Preparations for landing commenced immediately, but debarkation was delayed by heavy seas. With surprise lost, part of the purpose of the landing was frustrated. However, on 1 January, the USS Nipsic, under Commander James H. Spotts, would land sailors and Marines at Murrells Inlet and succeeded in destroying the blockade runner with a fully loaded cargo of turpentine. The ships then returned to Charleston.

Boat crews from the USS Stars and Stripes, Acting Master Willcomb in charge, destroyed the blockade running schooner Caroline Gertrude aground on a bar at the mouth of Ochlockonee River, Florida. Attempting to salvage the schooner's cargo of cotton, the Union sailors were taken under heavy fire by Confederate cavalry ashore and returned to their ship after setting the blockade runner ablaze.

The Ninety-third New York, First Delaware, and Fifth Michigan regiments, left the Army of the Potomac for home to recruit, under the general orders lately issued.

The gas company at Norfolk, Virginia, having sealed up their works and refused, for several months, to light the city, General Benjamin "Spoons" Butler ordered the establishment to be seized and "...carried on efficiently and economically, so that the city of Norfolk will be fully lighted, and its peace and quiet in the darkness of the night be assured, until it is made certain, that in case of an attack upon the city of Norfolk, the Rebel proclivities of the owners will not leave the city in darkness, as a means of impairing the defense made by the United States forces, and when the owners have, by their works and not by their lips, convinced the military authorities that they can rely upon their loyalty for aiding in repelling an invasion of the Rebels, and a keeping up of the works to aid us in that behalf; then, and not until then, will the works be returned to their custody. In the meantime, accurate accounts will be kept of the receipts and expenditures, and the excess of profits, which no doubt will be considerable, will be paid to those who are loyal in the sense of the word as understood by loyal men."

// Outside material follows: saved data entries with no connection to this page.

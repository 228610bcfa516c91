//! The two way symbol <-> code mapping shared by the encoder, the decoder and the header.
//!
//! The encode side is a symbol map (dense or sparse, same as the frequency table). The decode
//! side is keyed by code: a flat array indexed by `(1 << len) | bits` while every code is short
//! enough, otherwise a hash map keyed by the packed code word.

use log::{debug, log_enabled, trace, Level};
use rustc_hash::FxHashMap;

use super::code::{Code, MAX_CODE_LEN};
use super::huffman::Node;
use crate::error::{HcError, Result};
use crate::tools::freq_count::FreqTable;
use crate::tools::options::Backend;
use crate::tools::symbol_map::{SymbolMap, SymbolStore};

/// Longest code the dense decode index will hold (2^17 slots).
pub const DENSE_CODE_LEN: u8 = 16;
const EMPTY: u32 = u32::MAX;

/// Code -> entry number.
#[derive(Debug, Clone)]
enum CodeIndex {
    Dense(Vec<u32>),
    Sparse(FxHashMap<u64, u32>),
}

impl CodeIndex {
    fn new(max_len: u8, backend: Backend) -> Self {
        if backend != Backend::Sparse && max_len <= DENSE_CODE_LEN {
            CodeIndex::Dense(vec![EMPTY; 2 << max_len])
        } else {
            CodeIndex::Sparse(FxHashMap::default())
        }
    }

    /// Insert, returning false if the code was already taken.
    fn insert(&mut self, code: &Code, entry: u32) -> bool {
        match self {
            CodeIndex::Dense(slots) => {
                let slot = &mut slots[(1_usize << code.len()) | code.raw() as usize];
                let fresh = *slot == EMPTY;
                *slot = entry;
                fresh
            }
            CodeIndex::Sparse(map) => map.insert(code.packed(), entry).is_none(),
        }
    }

    fn get(&self, len: u8, raw: u64) -> Option<usize> {
        match self {
            CodeIndex::Dense(slots) => {
                let idx = (1_usize << len) | raw as usize;
                match slots.get(idx) {
                    Some(&entry) if entry != EMPTY => Some(entry as usize),
                    _ => None,
                }
            }
            CodeIndex::Sparse(map) => {
                let packed = (len as u64) << MAX_CODE_LEN | raw << (MAX_CODE_LEN - len);
                map.get(&packed).map(|&entry| entry as usize)
            }
        }
    }
}

/// Bidirectional symbol/code table for one session.
#[derive(Debug, Clone)]
pub struct CodeTable {
    width: usize,
    encode: SymbolStore<Code>,
    /// Entry number -> (code, symbol), in ascending symbol order.
    entries: Vec<(Code, Vec<u8>)>,
    index: CodeIndex,
    max_len: u8,
}

impl CodeTable {
    /// Walk the tree handing out codes: left appends a 0, right appends a 1.
    /// A lone leaf gets the one bit code `0`.
    pub fn from_tree(root: &Node, width: usize, backend: Backend) -> Result<Self> {
        let mut entries = Vec::new();
        match root {
            Node::Leaf { symbol, .. } => entries.push((Code::from_raw(0, 1)?, symbol.clone())),
            Node::Internal { .. } => assign_codes(root, 0, 0, &mut entries)?,
        }
        Self::from_entries(width, backend, entries)
    }

    /// Build the table from a list of codes, as read from a header. Rejects anything that
    /// would make decoding ambiguous.
    pub fn from_entries(
        width: usize,
        backend: Backend,
        mut entries: Vec<(Code, Vec<u8>)>,
    ) -> Result<Self> {
        entries.sort_unstable_by(|a, b| a.1.cmp(&b.1));
        let max_len = entries.iter().map(|(code, _)| code.len()).max().unwrap_or(0);
        let mut encode = SymbolStore::new(width, backend)?;
        let mut index = CodeIndex::new(max_len, backend);

        for (n, (code, symbol)) in entries.iter().enumerate() {
            if symbol.len() != width {
                return Err(HcError::Format(format!(
                    "symbol of {} bytes in a table of width {}",
                    symbol.len(),
                    width
                )));
            }
            if encode.contains(symbol) {
                return Err(HcError::Format(format!("symbol {:02x?} listed twice", symbol)));
            }
            if !index.insert(code, n as u32) {
                return Err(HcError::Format(format!("code {} listed twice", code)));
            }
            encode.put(symbol, *code);
        }

        // No code may be the prefix of another.
        for (code, _) in entries.iter() {
            for len in 1..code.len() {
                if index.get(len, code.raw() >> (code.len() - len)).is_some() {
                    return Err(HcError::Format(format!(
                        "code {} has another code as its prefix",
                        code
                    )));
                }
            }
        }

        debug!(
            "Code table: {} symbols of width {}, longest code {} bits, {} decode index.",
            entries.len(),
            width,
            max_len,
            match index {
                CodeIndex::Dense(_) => "dense",
                CodeIndex::Sparse(_) => "sparse",
            }
        );

        Ok(Self {
            width,
            encode,
            entries,
            index,
            max_len,
        })
    }

    /// Code for a symbol. A miss means the encode pass saw bytes the frequency pass did not.
    pub fn encode(&self, symbol: &[u8]) -> Result<Code> {
        self.encode
            .get(symbol)
            .copied()
            .ok_or_else(|| HcError::LookupMiss(format!("{:02x?}", symbol)))
    }

    /// Symbol whose code is the `len` low bits of `raw`, if there is one.
    pub fn decode(&self, len: u8, raw: u64) -> Option<&[u8]> {
        self.index
            .get(len, raw)
            .map(|entry| self.entries[entry].1.as_slice())
    }

    /// All (code, symbol) pairs in ascending symbol order.
    pub fn entries(&self) -> &[(Code, Vec<u8>)] {
        &self.entries
    }

    pub fn width(&self) -> usize {
        self.width
    }

    pub fn len(&self) -> usize {
        self.entries.len()
    }

    pub fn is_empty(&self) -> bool {
        self.entries.is_empty()
    }

    /// Length of the longest code (0 for an empty table).
    pub fn max_len(&self) -> u8 {
        self.max_len
    }

    /// Total coded bits for the counted input: sum of count * code length.
    pub fn weighted_length(&self, freqs: &FreqTable) -> u64 {
        self.entries
            .iter()
            .map(|(code, symbol)| freqs.get(symbol) * code.len() as u64)
            .sum()
    }

    /// Trace every code in the table.
    pub fn dump(&self) {
        if !log_enabled!(Level::Trace) {
            return;
        }
        for (code, symbol) in &self.entries {
            trace!("{:02x?} -> {:>2} {} ({:#018x})", symbol, code.len(), code, code.packed());
        }
    }
}

/// Recursively walk the tree. Depth is the code length; anything past 56 bits cannot be packed.
fn assign_codes(node: &Node, raw: u64, depth: u8, out: &mut Vec<(Code, Vec<u8>)>) -> Result<()> {
    match node {
        Node::Leaf { symbol, .. } => {
            out.push((Code::from_raw(raw, depth)?, symbol.clone()));
        }
        Node::Internal { left, right, .. } => {
            if depth >= MAX_CODE_LEN {
                return Err(HcError::Capacity(format!(
                    "huffman tree is deeper than {} bits",
                    MAX_CODE_LEN
                )));
            }
            assign_codes(left, raw << 1, depth + 1, out)?;
            assign_codes(right, raw << 1 | 1, depth + 1, out)?;
        }
    }
    Ok(())
}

The engagement at Mossy Creek resulted from a Federal advance of over six thousand soldiers from Strawberry Plains on December 18, 1863, to pressure the Confederate army of Lieut. Gen. James Longstreet following its repulse at Knoxville. On December 22, the Southern army settled into winter quarters around Russellville, about thirty miles from Strawberry Plains. Longstreet’s cavalry, commanded by William Martin, patrolled a twenty-five-mile arc running from Rutledge to Dandridge centered on Mossy Creek (today’s Jefferson City). Martin kept Longstreet apprised of any Federal movements that might threaten the main Confederate army.

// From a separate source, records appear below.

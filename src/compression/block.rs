use std::io::{Read, Write};

use crate::error::{HcError, Result};
use crate::tools::data_in::read_chunk;

use super::header::format_error;

/// Bytes in front of every block: compressed length, then original length (both u32 BE).
pub const BLOCK_FRAME_LEN: usize = 8;

/// Length fields framing one block.
#[derive(Debug, Clone, Copy, PartialEq, Eq)]
pub struct BlockFrame {
    pub compressed_len: u32,
    pub original_len: u32,
}

impl BlockFrame {
    pub fn new(compressed_len: usize, original_len: usize) -> Result<Self> {
        let to_u32 = |n: usize, what: &str| {
            u32::try_from(n).map_err(|_| {
                HcError::Capacity(format!("{} of {} bytes does not fit a u32", what, n))
            })
        };
        Ok(Self {
            compressed_len: to_u32(compressed_len, "compressed block")?,
            original_len: to_u32(original_len, "block")?,
        })
    }

    pub fn to_bytes(self) -> [u8; BLOCK_FRAME_LEN] {
        let mut out = [0_u8; BLOCK_FRAME_LEN];
        out[..4].copy_from_slice(&self.compressed_len.to_be_bytes());
        out[4..].copy_from_slice(&self.original_len.to_be_bytes());
        out
    }

    pub fn from_bytes(b: [u8; BLOCK_FRAME_LEN]) -> Self {
        Self {
            compressed_len: u32::from_be_bytes([b[0], b[1], b[2], b[3]]),
            original_len: u32::from_be_bytes([b[4], b[5], b[6], b[7]]),
        }
    }
}

/// Write one framed block.
pub fn write_block<W: Write + ?Sized>(
    sink: &mut W,
    payload: &[u8],
    original_len: usize,
) -> Result<usize> {
    let frame = BlockFrame::new(payload.len(), original_len)?;
    sink.write_all(&frame.to_bytes())?;
    sink.write_all(payload)?;
    Ok(BLOCK_FRAME_LEN + payload.len())
}

/// Read the next block. None at a clean end of input (no bytes before the next frame).
pub fn read_block<R: Read>(source: &mut R) -> Result<Option<(BlockFrame, Vec<u8>)>> {
    let mut frame_bytes = [0_u8; BLOCK_FRAME_LEN];
    match read_chunk(source, &mut frame_bytes)? {
        0 => return Ok(None),
        BLOCK_FRAME_LEN => {}
        n => {
            return Err(format_error(format!(
                "block frame truncated: {} of {} bytes",
                n, BLOCK_FRAME_LEN
            )))
        }
    }
    let frame = BlockFrame::from_bytes(frame_bytes);

    let mut payload = Vec::new();
    source
        .by_ref()
        .take(frame.compressed_len as u64)
        .read_to_end(&mut payload)?;
    if payload.len() != frame.compressed_len as usize {
        return Err(format_error(format!(
            "block payload truncated: {} of {} bytes",
            payload.len(),
            frame.compressed_len
        )));
    }
    Ok(Some((frame, payload)))
}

Brigadier General Samuel Sturgis and his Federal army arrived in New Market on December 23, and the next day he ordered two brigades of cavalry and an artillery battery to move to Dandridge and flank Confederate forces to the south of his main position. At the same time, he ordered an infantry division forward to Mossy Creek, leaving one infantry division behind in New Market as a reserve. The southern prong of the offensive met a Confederate brigade, commanded by Col. A. A. Russell, near Hay’s Ferry. During the ensuing engagement, the Federal brigades of Archibald Campbell and Israel Garrard received orders to retreat back to New Market. Garrard’s men rode out without serious opposition, while Campbell’s Brigade was almost encircled and captured. Campbell extricated the brigade with difficulty, but both he and Garrard successfully returned to New Market as directed.

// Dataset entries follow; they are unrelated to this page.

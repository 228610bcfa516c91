use crate::error::Result;
use crate::tools::chunker::symbols;
use crate::tools::options::Backend;
use crate::tools::symbol_map::{SymbolMap, SymbolStore};

/// Symbol occurrence counts for one compression session.
#[derive(Debug, Clone)]
pub struct FreqTable {
    width: usize,
    counts: SymbolStore<u64>,
    total: u64,
}

impl FreqTable {
    pub fn new(width: usize, backend: Backend) -> Result<Self> {
        Ok(Self {
            width,
            counts: SymbolStore::new(width, backend)?,
            total: 0,
        })
    }

    pub fn increment(&mut self, symbol: &[u8]) {
        match self.counts.get_mut(symbol) {
            Some(count) => *count += 1,
            None => self.counts.put(symbol, 1),
        }
        self.total += 1;
    }

    /// Count every symbol of a chunk, zero padding a partial tail.
    pub fn count_bytes(&mut self, data: &[u8]) {
        symbols(data, self.width).for_each(|sym| self.increment(&sym));
    }

    /// Count for the symbol (zero if never seen).
    pub fn get(&self, symbol: &[u8]) -> u64 {
        self.counts.get(symbol).copied().unwrap_or(0)
    }

    /// Symbols with a non-zero count, in ascending byte order.
    pub fn symbols(&self) -> Vec<Vec<u8>> {
        self.counts.keys()
    }

    /// (symbol, count) pairs in ascending symbol order.
    pub fn weights(&self) -> Vec<(Vec<u8>, u64)> {
        self.symbols()
            .into_iter()
            .map(|sym| {
                let count = self.get(&sym);
                (sym, count)
            })
            .collect()
    }

    /// Number of distinct symbols.
    pub fn len(&self) -> usize {
        self.counts.len()
    }

    pub fn is_empty(&self) -> bool {
        self.counts.is_empty()
    }

    /// Total number of symbols counted.
    pub fn total(&self) -> u64 {
        self.total
    }
}

#[cfg(test)]
mod test {
    use super::*;

    #[test]
    fn count_test() {
        let mut freqs = FreqTable::new(1, Backend::Auto).unwrap();
        freqs.count_bytes(&[0x41, 0x42, 0x41, 0x41]);
        assert_eq!(freqs.get(&[0x41]), 3);
        assert_eq!(freqs.get(&[0x42]), 1);
        assert_eq!(freqs.get(&[0x43]), 0);
        assert_eq!(freqs.symbols(), vec![vec![0x41], vec![0x42]]);
        assert_eq!(freqs.total(), 4);
    }

    #[test]
    fn padded_count_test() {
        let mut freqs = FreqTable::new(2, Backend::Sparse).unwrap();
        freqs.count_bytes(&[0x01, 0x02, 0x03]);
        assert_eq!(freqs.weights(), vec![(vec![0x01, 0x02], 1), (vec![0x03, 0x00], 1)]);
    }

    #[test]
    fn backends_agree_test() {
        let data = b"the quick brown fox jumps over the lazy dog, twice: the quick brown fox";
        let mut dense = FreqTable::new(2, Backend::Dense).unwrap();
        let mut sparse = FreqTable::new(2, Backend::Sparse).unwrap();
        dense.count_bytes(data);
        sparse.count_bytes(data);
        assert_eq!(dense.weights(), sparse.weights());
        assert_eq!(dense.len(), sparse.len());
    }
}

On December 29, General Sturgis again divided his force and sent Colonel LaGrange down toward Dandridge to engage remaining rebel forces there. At 11 a.m., General Martin attacked the Federal line east of Mossy Creek with over two thousand men and two batteries of artillery. The Confederate army began to bend back the flanks of the Union position while the center, anchored by Captain Eli Lilly’s artillery battery, held back the rebel onslaught. At about 2 p.m., Lilly’s battery, low on ammunition and receiving accurate musket fire, retired to another hill behind A. P. Campbell’s brigade. At this point, a Southern victory seemed assured. As the Confederates under Brig. Gen. Frank Armstrong attempted to roll up the Federal line from north to south, Campbell ordered one of his cavalry regiments to attack Armstrong’s men. The Federals charged headlong into the southern line, wreaking havoc and stopping the Confederate advance. Over on the Union right, Colonel LaGrange’s men entered the fight after a hasty summons had brought them back from Dandridge. The cavalry charge and arrival of Federal reinforcements convinced General Martin that the time for retreat had come, and he made an orderly withdrawal to his position held before the start of battle. His army was also low on ammunition. During the evening, the Confederate army fell back to Morristown.

Posted by BadLeroyDawg
Member since Aug 2013
848 posts
Posted on 12/29/13 at 8:42 pm to
Wednesday, 30 December 1863

The governor of North Carolina, Zebulon B. Vance, looked around at the state of his state, and on this day was severely depressed. He was hearing nothing from his citizens at the end of this year but complaints. He today took pen in hand, and wrote to Confederate President Jefferson Davis, “I have concluded that it will perhaps be impossible to remove [the discontent of his people], except by making some effort at negotiation with the enemy.” This was not the sort of "Happy New Year" note for which Davis was hoping.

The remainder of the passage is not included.